Sights and Insights
Devotion for July 20, 2021
Those who ignore instruction despise themselves,
but those who heed admonition gain understanding.
The fear of the Lord is instruction in wisdom,
and humility goes before honor. – Proverbs 15:32-33 (NRSV)
Have you ever stood at the edge of a canyon and felt as if you were being sucked in by the enormity of it? Or surrounded by the bowl of the stars and been astounded at the luminous intensity of those scattered grains? When I was a teenager, my family spent over a week in the Pacific Northwest, and for several days we hoped for a glimpse of Mt. Rainier, but saw only clouds. There was one brief moment when the clouds parted and we glimpsed the mountain in its grandeur. In less than a minute the clouds returned, not to part again; yet in that brief moment the magnificence of the mountain shown through.
These moments are what the concept of the “sublime” attempts to describe. Prior to the 19th century, it was a concept largely confined to encountering a work of art – painting, literature, sculpture – that caused this sensation of vastness. Beginning in the 19th century, mountains began to be seen as sources of this sublime encounter. Since then other aspects of the environment have been included as places of experiencing the sublime. Oceans, forests, even skyscrapers have been included. The sublime is different from the beautiful. Experiencing the beauty of something is a purely positive experience. The sublime, though, carries a more mixed response. It contains awe but also a sort of nausea and repulsion, because in encountering that vastness we recognize how small and insignificant we are. Mountains and seas are utterly indifferent to whether we exist or not, and there is something disconcerting about recognizing that reality.
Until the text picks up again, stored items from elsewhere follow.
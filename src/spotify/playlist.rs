use reqwest::Method;

use crate::{
    Res,
    catalog::PlaylistBatch,
    types::{
        CreatePlaylistRequest, Playlist, PlaylistTrack, PlaylistTracksRequest, SnapshotResponse,
    },
};

use super::SpotifyClient;

pub fn track_uri(track_id: &str) -> String {
    format!("spotify:track:{track_id}")
}

/// Finds a playlist by name, ignoring case.
pub fn find_by_name<'a>(playlists: &'a [Playlist], name: &str) -> Option<&'a Playlist> {
    playlists
        .iter()
        .find(|p| p.name.to_lowercase() == name.to_lowercase())
}

impl SpotifyClient {
    /// Retrieves every playlist of a user.
    pub async fn get_user_playlists(&mut self, user_id: &str) -> Res<Vec<Playlist>> {
        let url = self.url(&format!("users/{user_id}/playlists?limit=50"));
        self.get_all(&url).await
    }

    /// Retrieves every item of a playlist.
    pub async fn get_playlist_tracks(&mut self, playlist_id: &str) -> Res<Vec<PlaylistTrack>> {
        let url = self.url(&format!("playlists/{playlist_id}/tracks?limit=100"));
        self.get_all(&url).await
    }

    /// Creates a private playlist for a user.
    pub async fn create_playlist(
        &mut self,
        user_id: &str,
        name: &str,
        description: &str,
    ) -> Res<Playlist> {
        let url = self.url(&format!("users/{user_id}/playlists"));
        let request = CreatePlaylistRequest {
            name: name.to_string(),
            description: description.to_string(),
            public: false,
            collaborative: false,
        };
        self.send_json(Method::POST, &url, &request).await
    }

    /// Executes one planned mutation of a playlist's contents.
    pub async fn apply_batch(&mut self, playlist_id: &str, batch: &PlaylistBatch) -> Res<String> {
        let url = self.url(&format!("playlists/{playlist_id}/tracks"));
        let (method, ids) = match batch {
            PlaylistBatch::Replace(ids) => (Method::PUT, ids),
            PlaylistBatch::Append(ids) => (Method::POST, ids),
        };
        let request = PlaylistTracksRequest {
            uris: ids.iter().map(|id| track_uri(id)).collect(),
        };
        let response: SnapshotResponse = self.send_json(method, &url, &request).await?;
        Ok(response.snapshot_id)
    }
}
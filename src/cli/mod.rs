//! # CLI Module
//!
//! User-facing commands of sporcat. Each command loads what it needs through
//! the management layer, drives the catalog engine and reports progress on
//! the console.
//!
//! ## Commands
//!
//! - [`auth`] - Spotify OAuth 2.0 PKCE login, token stored for later runs
//! - [`curate`] - load, classify, report and publish one artist's catalog
//! - [`cache::clear`] / [`cache::invalidate`] - response cache maintenance
//!
//! ## Layers
//!
//! ```text
//! CLI (commands, spinners, tables)
//!     ↓
//! Management (token, response cache, catalog source)
//!     ↓
//! Catalog engine          Spotify client
//! (normalize, group,      (retries, pagination,
//!  classify, sets)         playlist writes)
//! ```
//!
//! ## Usage
//!
//! ```bash
//! sporcat auth
//! sporcat curate --read-only
//! sporcat curate --rebuild-singles --rebuild-base
//! sporcat cache invalidate album 1klALx0u4AavZNEvC4LrTL
//! ```

mod auth;
pub mod cache;
mod curate;
pub mod report;

use std::time::Duration;

use indicatif::{ProgressBar, ProgressStyle};

pub use auth::auth;
pub use curate::CurateSettings;
pub use curate::curate;

fn spinner(message: &str) -> ProgressBar {
    let pb = ProgressBar::new_spinner();
    pb.set_message(message.to_string());
    pb.enable_steady_tick(Duration::from_millis(100));
    if let Ok(style) = ProgressStyle::with_template("{spinner:.blue} {msg}") {
        pb.set_style(style.tick_chars("⠋⠙⠹⠸⠼⠴⠦⠧⠇⠏"));
    }
    pb
}
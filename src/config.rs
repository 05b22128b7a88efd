//! Configuration management for the Spotify Catalog Curator.
//!
//! This module handles loading and accessing configuration values from environment
//! variables and `.env` files. It provides a centralized way to manage application
//! configuration including Spotify API credentials, the curated artist, cache and
//! output locations and the playlist role overrides.
//!
//! The configuration system follows a hierarchical approach:
//! 1. Command-line flags (for user and artist, applied by the CLI layer)
//! 2. Environment variables
//! 3. `.env` file in the local data directory
//! 4. Application defaults (where applicable)

use std::{env, path::PathBuf};

use crate::catalog::{NamedSet, RoleConfig, parse_target};

/// Name of the application directory below the platform data directory.
pub const APP_DIR: &str = "sporcat";

/// Loads environment variables from a `.env` file in the local data directory.
///
/// Creates the necessary directory structure if it doesn't exist and loads
/// environment variables from `sporcat/.env` in the platform-specific local
/// data directory. A missing file is not an error: every value can also be
/// provided directly through the process environment.
///
/// # Directory Structure
///
/// - Linux: `~/.local/share/sporcat/.env`
/// - macOS: `~/Library/Application Support/sporcat/.env`
/// - Windows: `%LOCALAPPDATA%/sporcat/.env`
///
/// # Errors
///
/// Returns an error string if the directory cannot be created or an existing
/// `.env` file cannot be parsed.
pub async fn load_env() -> Result<(), String> {
    let path = app_dir().join(".env");
    if let Some(parent) = path.parent() {
        async_fs::create_dir_all(parent)
            .await
            .map_err(|e| e.to_string())?;
    }

    if path.is_file() {
        dotenv::from_path(&path).map_err(|e| e.to_string())?;
    }
    Ok(())
}

/// Returns the application data directory (`<data_local_dir>/sporcat`).
pub fn app_dir() -> PathBuf {
    let mut path = dirs::data_local_dir().unwrap_or_else(|| PathBuf::from("."));
    path.push(APP_DIR);
    path
}

fn require(key: &str) -> Result<String, String> {
    match env::var(key) {
        Ok(value) if !value.trim().is_empty() => Ok(value),
        _ => Err(format!("{key} must be set")),
    }
}

fn optional(key: &str) -> Option<String> {
    env::var(key).ok().filter(|v| !v.trim().is_empty())
}

/// Splits a comma separated value into trimmed, non-empty items.
pub fn split_list(value: &str) -> Vec<String> {
    value
        .split(',')
        .map(str::trim)
        .filter(|s| !s.is_empty())
        .map(str::to_string)
        .collect()
}

/// Returns the server address for the local OAuth callback server.
///
/// Reads `SERVER_ADDRESS`, e.g. `127.0.0.1:9090`.
pub fn server_addr() -> Result<String, String> {
    require("SERVER_ADDRESS")
}

/// Returns the Spotify user ID owning the curated playlists.
///
/// Reads `SPOTIFY_USER_ID`. The `--user` flag of `sporcat curate` takes
/// precedence over this value.
pub fn spotify_user() -> Result<String, String> {
    require("SPOTIFY_USER_ID")
}

/// Returns the Spotify API client ID for authentication.
pub fn spotify_client_id() -> Result<String, String> {
    require("SPOTIFY_API_AUTH_CLIENT_ID")
}

/// Returns the Spotify OAuth redirect URI.
///
/// Must match the redirect URI registered in the Spotify application settings
/// and point at the local callback server, e.g. `http://127.0.0.1:9090/callback`.
pub fn spotify_redirect_uri() -> Result<String, String> {
    require("SPOTIFY_API_REDIRECT_URI")
}

/// Returns the Spotify API scope permissions.
///
/// Curating needs at least `playlist-read-private playlist-modify-private
/// playlist-modify-public`.
pub fn spotify_scope() -> Result<String, String> {
    require("SPOTIFY_API_AUTH_SCOPE")
}

/// Returns the Spotify OAuth authorization URL.
pub fn spotify_apiauth_url() -> Result<String, String> {
    require("SPOTIFY_API_AUTH_URL")
}

/// Returns the Spotify Web API base URL, e.g. `https://api.spotify.com/v1`.
pub fn spotify_apiurl() -> Result<String, String> {
    require("SPOTIFY_API_URL")
}

/// Returns the Spotify OAuth token exchange URL.
pub fn spotify_apitoken_url() -> Result<String, String> {
    require("SPOTIFY_API_TOKEN_URL")
}

/// Returns the Spotify ID of the curated artist.
///
/// Share links and `spotify:` URIs are accepted as well, see
/// [`clean_spotify_id`].
pub fn artist_id() -> Result<String, String> {
    require("CURATE_ARTIST_ID").map(|id| clean_spotify_id(&id))
}

/// Returns the artist name used as prefix for generated playlist names and for
/// detecting exclusion playlists.
pub fn artist_name() -> Result<String, String> {
    require("CURATE_ARTIST_NAME")
}

/// Returns the IDs of albums whose songs are excluded group-wide.
///
/// Reads the comma separated `CURATE_EXCLUDED_ALBUMS`; unset means none.
pub fn excluded_album_ids() -> Vec<String> {
    optional("CURATE_EXCLUDED_ALBUMS")
        .map(|v| split_list(&v).iter().map(|id| clean_spotify_id(id)).collect())
        .unwrap_or_default()
}

/// Returns playlist names that are exclusion sources regardless of the naming
/// convention. Reads the comma separated `EXCLUSION_PLAYLISTS`.
pub fn exclusion_playlists() -> Vec<String> {
    optional("EXCLUSION_PLAYLISTS")
        .map(|v| split_list(&v))
        .unwrap_or_default()
}

/// Returns playlist names that are never exclusion sources, even when their
/// name follows the convention. Reads the comma separated `IGNORED_PLAYLISTS`.
pub fn ignored_playlists() -> Vec<String> {
    optional("IGNORED_PLAYLISTS")
        .map(|v| split_list(&v))
        .unwrap_or_default()
}

/// Returns the playlist names replacing the default target of a set.
///
/// Reads `PLAYLIST_TARGETS`, a semicolon separated list of `set=name`
/// entries such as `originals=Fab Four originals;singles=Fab Four singles`.
///
/// # Errors
///
/// Returns an error naming the entry when a set key is unknown or a name is
/// missing.
pub fn playlist_targets() -> Result<Vec<(NamedSet, String)>, String> {
    let Some(value) = optional("PLAYLIST_TARGETS") else {
        return Ok(Vec::new());
    };
    value
        .split(';')
        .map(str::trim)
        .filter(|entry| !entry.is_empty())
        .map(|entry| parse_target(entry).map_err(|e| format!("PLAYLIST_TARGETS: {e}")))
        .collect()
}

/// Returns the marker the exclusion naming convention looks for.
///
/// Reads `EXCLUSION_MARKER`; unset keeps `"excluded"`.
pub fn exclusion_marker() -> Option<String> {
    optional("EXCLUSION_MARKER")
}

/// Collects every playlist role setting.
pub fn role_config() -> Result<RoleConfig, String> {
    Ok(RoleConfig {
        exclusion_playlists: exclusion_playlists(),
        ignored_playlists: ignored_playlists(),
        targets: playlist_targets()?,
        marker: exclusion_marker(),
    })
}

/// Returns the response cache directory.
///
/// `CACHE_DIR` if set, otherwise `<data_local_dir>/sporcat/cache`.
pub fn cache_dir() -> PathBuf {
    optional("CACHE_DIR")
        .map(PathBuf::from)
        .unwrap_or_else(|| app_dir().join("cache"))
}

/// Returns the directory receiving `audit.org`, `tracks.org` and `working.org`.
///
/// `OUTPUT_DIR` if set, otherwise the current working directory.
pub fn output_dir() -> PathBuf {
    optional("OUTPUT_DIR")
        .map(PathBuf::from)
        .unwrap_or_else(|| PathBuf::from("."))
}

/// Whether verbose diagnostics (cache hits and the like) are printed.
pub fn verbose() -> bool {
    matches!(
        env::var("SPORCAT_VERBOSE").as_deref(),
        Ok("1") | Ok("true") | Ok("yes")
    )
}

/// Extracts the bare ID from an ID, a share link or a `spotify:` URI.
///
/// `https://open.spotify.com/artist/ID?si=x` and `spotify:artist:ID` both
/// become `ID`.
pub fn clean_spotify_id(id: &str) -> String {
    let without_query = id.split('?').next().unwrap_or_default().trim();
    without_query
        .trim_end_matches('/')
        .rsplit(['/', ':'])
        .next()
        .unwrap_or_default()
        .to_string()
}
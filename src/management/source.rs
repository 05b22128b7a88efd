use crate::{
    Res,
    catalog::{ExclusionMatcher, ExclusionPlaylist, PlaylistRoles, TrackInfo},
    spotify::SpotifyClient,
    types::{Artist, FullTrack, Playlist, PlaylistTrack, SimpleAlbum, SimpleTrack},
    utils, verbose,
};

use super::cache::{CacheKey, EntityType, ResponseCache};

/// Spotify reads of one curation run, served from the response cache when
/// possible.
///
/// Playlist contents are cached per reading user. Which entries go stale is
/// decided by the run: see [`CatalogSource::invalidate_playlists`] and
/// [`CatalogSource::invalidate_playlist_tracks`].
pub struct CatalogSource {
    client: SpotifyClient,
    cache: ResponseCache,
    user: String,
}

impl CatalogSource {
    pub fn new(client: SpotifyClient, cache: ResponseCache, user: impl Into<String>) -> Self {
        Self {
            client,
            cache,
            user: user.into(),
        }
    }

    pub async fn artist(&mut self, artist_id: &str) -> Res<Artist> {
        let key = CacheKey::new(EntityType::Artist, artist_id);
        self.cache
            .get_or_fetch(&key, self.client.get_artist(artist_id))
            .await
    }

    pub async fn artist_albums(&mut self, artist_id: &str) -> Res<Vec<SimpleAlbum>> {
        let key = CacheKey::new(EntityType::ArtistAlbums, artist_id);
        self.cache
            .get_or_fetch(&key, self.client.get_artist_albums(artist_id))
            .await
    }

    pub async fn album(&mut self, album_id: &str) -> Res<SimpleAlbum> {
        let key = CacheKey::new(EntityType::Album, album_id);
        self.cache
            .get_or_fetch(&key, self.client.get_album(album_id))
            .await
    }

    pub async fn album_tracks(&mut self, album_id: &str) -> Res<Vec<SimpleTrack>> {
        let key = CacheKey::new(EntityType::AlbumTracks, album_id);
        self.cache
            .get_or_fetch(&key, self.client.get_album_tracks(album_id))
            .await
    }

    /// Full track objects of an album, keyed by the album ID.
    pub async fn album_full_tracks(&mut self, album_id: &str) -> Res<Vec<FullTrack>> {
        let key = CacheKey::new(EntityType::Tracks, album_id);
        if let Some(tracks) = self.cache.get(&key).await? {
            return Ok(tracks);
        }

        let ids: Vec<String> = self
            .album_tracks(album_id)
            .await?
            .into_iter()
            .map(|t| t.id)
            .collect();
        let tracks = self.client.get_tracks(&ids).await?;
        self.cache.put(&key, &tracks).await?;
        Ok(tracks)
    }

    /// Tracks of an album ready for classification.
    ///
    /// # Errors
    ///
    /// Fails with the album named when its release date cannot be parsed.
    pub async fn album_track_infos(&mut self, album: &SimpleAlbum) -> Res<Vec<TrackInfo>> {
        let release_date = utils::parse_release_date(&album.release_date, &album.release_date_precision)
            .map_err(|e| format!("album '{}' ({}): {e}", album.name, album.id))?;

        let tracks = self.album_full_tracks(&album.id).await?;
        Ok(tracks
            .into_iter()
            .map(|t| TrackInfo {
                id: t.id,
                name: t.name,
                uri: t.uri,
                album_id: album.id.clone(),
                album: album.name.clone(),
                album_release_date: release_date,
                duration_ms: t.duration_ms,
                popularity: t.popularity,
            })
            .collect())
    }

    pub async fn user_playlists(&mut self) -> Res<Vec<Playlist>> {
        let key = CacheKey::new(EntityType::Playlists, self.user.as_str());
        self.cache
            .get_or_fetch(&key, self.client.get_user_playlists(&self.user))
            .await
    }

    pub async fn playlist_tracks(&mut self, playlist_id: &str) -> Res<Vec<PlaylistTrack>> {
        let key = CacheKey::owned(EntityType::PlaylistTracks, playlist_id, self.user.as_str());
        self.cache
            .get_or_fetch(&key, self.client.get_playlist_tracks(playlist_id))
            .await
    }

    /// The user's playlists; `refresh` drops the cached list first.
    pub async fn playlists(&mut self, refresh: bool) -> Res<Vec<Playlist>> {
        if refresh {
            self.invalidate_playlists().await?;
        }
        self.user_playlists().await
    }

    /// Contents of every exclusion source among `playlists`.
    ///
    /// Exclusion playlists change between runs, so their cached contents are
    /// dropped and re-read every time. Other playlists keep their entries.
    pub async fn exclusion_playlists<M: ExclusionMatcher>(
        &mut self,
        playlists: &[Playlist],
        roles: &PlaylistRoles<M>,
    ) -> Res<Vec<ExclusionPlaylist>> {
        let mut exclusions = Vec::new();
        for playlist in playlists.iter().filter(|p| roles.is_exclusion_source(&p.name)) {
            self.invalidate_playlist_tracks(&playlist.id).await?;
            let items = self.playlist_tracks(&playlist.id).await?;
            verbose!("Exclusion playlist {} has {} tracks", playlist.name, items.len());
            exclusions.push(ExclusionPlaylist::new(
                playlist.name.as_str(),
                items.iter().filter_map(PlaylistTrack::track_id),
            ));
        }
        Ok(exclusions)
    }

    /// Drops the cached playlist list of the user.
    pub async fn invalidate_playlists(&self) -> Res<()> {
        let key = CacheKey::new(EntityType::Playlists, self.user.as_str());
        if self.cache.invalidate(&key).await? {
            verbose!("Invalidated playlists of {}", self.user);
        }
        Ok(())
    }

    /// Drops the cached contents of one playlist.
    pub async fn invalidate_playlist_tracks(&self, playlist_id: &str) -> Res<()> {
        let key = CacheKey::owned(EntityType::PlaylistTracks, playlist_id, self.user.as_str());
        if self.cache.invalidate(&key).await? {
            verbose!("Invalidated playlist {playlist_id}");
        }
        Ok(())
    }

    /// Creates a playlist for the user. The cached playlist list no longer
    /// matches the account afterwards and is dropped.
    pub async fn create_playlist(&mut self, name: &str, description: &str) -> Res<Playlist> {
        let playlist = self
            .client
            .create_playlist(&self.user, name, description)
            .await?;
        self.invalidate_playlists().await?;
        Ok(playlist)
    }

    /// Current track IDs of a playlist, read past the cache.
    pub async fn live_playlist_track_ids(&mut self, playlist_id: &str) -> Res<Vec<String>> {
        let items = self.client.get_playlist_tracks(playlist_id).await?;
        Ok(items
            .iter()
            .filter_map(PlaylistTrack::track_id)
            .map(str::to_string)
            .collect())
    }

    pub fn client_mut(&mut self) -> &mut SpotifyClient {
        &mut self.client
    }
}
use chrono::NaiveDate;
use sporcat::catalog::{
    Catalog, Classifier, ExclusionInputs, ExclusionPlaylist, NamedSet, NamedSets, TrackInfo,
};
use sporcat::cli::CurateSettings;

// Helper function to create a test track
fn track(id: &str, name: &str, album: &str, release_date: &str, duration_ms: u64) -> TrackInfo {
    TrackInfo {
        id: id.to_string(),
        name: name.to_string(),
        uri: format!("spotify:track:{id}"),
        album_id: format!("{album}_id"),
        album: album.to_string(),
        album_release_date: NaiveDate::parse_from_str(release_date, "%Y-%m-%d").unwrap(),
        duration_ms,
        popularity: 50,
    }
}

fn classified() -> Catalog {
    let tracks = vec![
        track("help65", "Help!", "Help!", "1965-08-06", 138_000),
        track("help70", "Help!", "Let It Be Naked", "1970-05-08", 140_000),
        track("help62", "Help!", "Early Takes", "1962-01-01", 139_000),
        track("her1", "Her Majesty", "Abbey Road", "1969-09-26", 25_000),
        track("lib1", "Let It Be - Remastered 2009", "Let It Be", "1970-05-08", 243_000),
        track("lib2", "Let It Be - Live", "Live at the BBC", "1994-11-30", 250_000),
        track("lib3", "Let It Be", "Anthology 3", "1996-10-28", 240_000),
        track("some1", "Something", "Abbey Road", "1969-09-26", 182_000),
        track("some2", "Something - Demo", "Anthology 3", "1996-10-28", 170_000),
        track("taxman", "Taxman", "Revolver", "1966-08-05", 159_000),
        track("yest1", "Yesterday", "Help!", "1965-08-06", 125_000),
        track("yest2", "Yesterday - Live", "Live", "1966-06-30", 130_000),
        track("yest3", "Yesterday - Take 2", "Anthology 2", "1996-03-18", 128_000),
    ];

    let mut inputs = ExclusionInputs::default();
    inputs
        .playlists
        .push(ExclusionPlaylist::new("Beatles excluded", ["taxman", "lib2"]));
    inputs.add_excluded_album("Anthology 3", ["lib3"]);

    Classifier::default().classify(tracks, &inputs)
}

fn ids(sets: &NamedSets, set: NamedSet) -> Vec<&str> {
    sets.get(set).iter().map(String::as_str).collect()
}

#[test]
fn test_all_and_short() {
    let sets = NamedSets::build(&classified());

    assert_eq!(
        ids(&sets, NamedSet::All),
        vec!["help65", "lib3", "lib2", "lib1", "some1", "some2", "taxman", "yest1", "yest2", "yest3"]
    );
    assert_eq!(ids(&sets, NamedSet::Short), vec!["her1"]);
}

#[test]
fn test_candidates_skip_excluded_and_short() {
    let sets = NamedSets::build(&classified());
    assert_eq!(
        ids(&sets, NamedSet::Candidates),
        vec!["help65", "some1", "some2", "yest1", "yest2", "yest3"]
    );
}

#[test]
fn test_three_or_more_sets() {
    let sets = NamedSets::build(&classified());

    assert_eq!(
        ids(&sets, NamedSet::ThreeOrMore),
        vec!["help65", "yest1", "yest2", "yest3"]
    );
    // Tolerates the excluded album, not the exclusion playlist
    assert_eq!(
        ids(&sets, NamedSet::ThreeOrMoreUnfiltered),
        vec!["help65", "lib3", "lib1", "yest1", "yest2", "yest3"]
    );
    assert_eq!(
        ids(&sets, NamedSet::OnExcludedAlbum),
        vec!["lib3", "lib2", "lib1"]
    );
}

#[test]
fn test_release_date_sets_newest_song_first() {
    let sets = NamedSets::build(&classified());

    assert_eq!(
        ids(&sets, NamedSet::ThreeOrMoreByReleaseDate),
        vec!["yest1", "yest2", "yest3", "help65"]
    );
    assert_eq!(ids(&sets, NamedSet::Originals), vec!["yest1", "help62"]);
}

#[test]
fn test_repeated_title_listed_once() {
    let sets = NamedSets::build(&classified());

    for (set, list) in sets.iter() {
        let help = list.iter().filter(|id| id.starts_with("help")).count();
        assert!(help <= 1, "{set} lists Help! {help} times");
    }
}

#[test]
fn test_base_sets_decide_by_first_track_of_a_title() {
    let tracks = vec![
        track("intro_short", "Intro", "Demos", "1963-01-01", 30_000),
        track("intro_long", "Intro", "Sessions", "1964-01-01", 200_000),
        track("taxman_excl", "Taxman", "Revolver", "1966-08-05", 159_000),
        track("taxman_ok", "Taxman", "Anthology 2", "1996-03-18", 161_000),
    ];
    let mut inputs = ExclusionInputs::default();
    inputs
        .playlists
        .push(ExclusionPlaylist::new("Beatles excluded", ["taxman_excl"]));
    let sets = NamedSets::build(&Classifier::default().classify(tracks, &inputs));

    // A title that starts out short stays out of the full list
    assert_eq!(ids(&sets, NamedSet::Short), vec!["intro_short"]);
    assert_eq!(ids(&sets, NamedSet::All), vec!["taxman_excl"]);
    // An excluded track is not replaced by another track with its title
    assert!(ids(&sets, NamedSet::Candidates).is_empty());
}

#[test]
fn test_singles_and_pairs() {
    let sets = NamedSets::build(&classified());

    assert_eq!(ids(&sets, NamedSet::Singles), vec!["taxman"]);
    let multiple = ids(&sets, NamedSet::ThreeOrMoreUnfiltered);
    assert!(!multiple.contains(&"some1"));
    assert!(!multiple.contains(&"some2"));
}

#[test]
fn test_sets_are_reproducible() {
    let first = NamedSets::build(&classified());
    let second = NamedSets::build(&classified());
    assert_eq!(first, second);
}

#[test]
fn test_named_set_metadata() {
    assert_eq!(NamedSet::ThreeOrMore.playlist_suffix(), "(R >= 3)");
    assert_eq!(
        NamedSet::Singles.playlist_suffix(),
        "(excluded - single recordings)"
    );
    assert_eq!(NamedSet::Originals.to_string(), "originals");

    let keys: std::collections::HashSet<&str> = NamedSet::ALL.iter().map(|s| s.key()).collect();
    assert_eq!(keys.len(), NamedSet::ALL.len());
    assert!(NamedSet::ALL.iter().all(|s| !s.description().is_empty()));
}

#[test]
fn test_enabled_sets_follow_rebuild_switches() {
    let defaults = CurateSettings::default();
    assert_eq!(defaults.enabled_sets(), NamedSet::MULTIPLE.to_vec());

    let everything = CurateSettings {
        rebuild_singles: true,
        rebuild_base: true,
        ..CurateSettings::default()
    };
    assert_eq!(everything.enabled_sets().len(), NamedSet::ALL.len());

    let nothing = CurateSettings {
        rebuild_multiple: false,
        ..CurateSettings::default()
    };
    assert!(nothing.enabled_sets().is_empty());
}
There are purely secular ways of speaking of the sublime, but there is also frequently a metaphysical or religious aspect to it. An experience of the sublime is often an aspect of an encounter with the divine. To encounter God is both majestic and horrifying, because it reveals to us how small and insignificant we are within the grand scheme of the cosmos and eternity. There is a reason that in the biblical texts angels nearly always begin their messages with “Do not fear.” In the face of the sublime of the divine, it is impossible not to sense that our existence is of no consequence. It is an incredible gift of faith to think that within the sublime depths of God we do in fact matter.
The fear of the Lord is a concept with many aspects to its meaning, but an important one is the sense that God is sublime. God is more than simply an easy sense of beauty; rather, to encounter God is to have one’s sense of ourselves challenged. We too often see ourselves and our concerns as the center of everything. Human pursuits and debates are all that is important. The fear of the Lord produces humility in us as we encounter God’s sublime reality and realize we are not the center of everything; we are well to the periphery. That God takes notice of us at all is incredible. From this comes a humility to listen and learn and recognize the importance of God’s ways.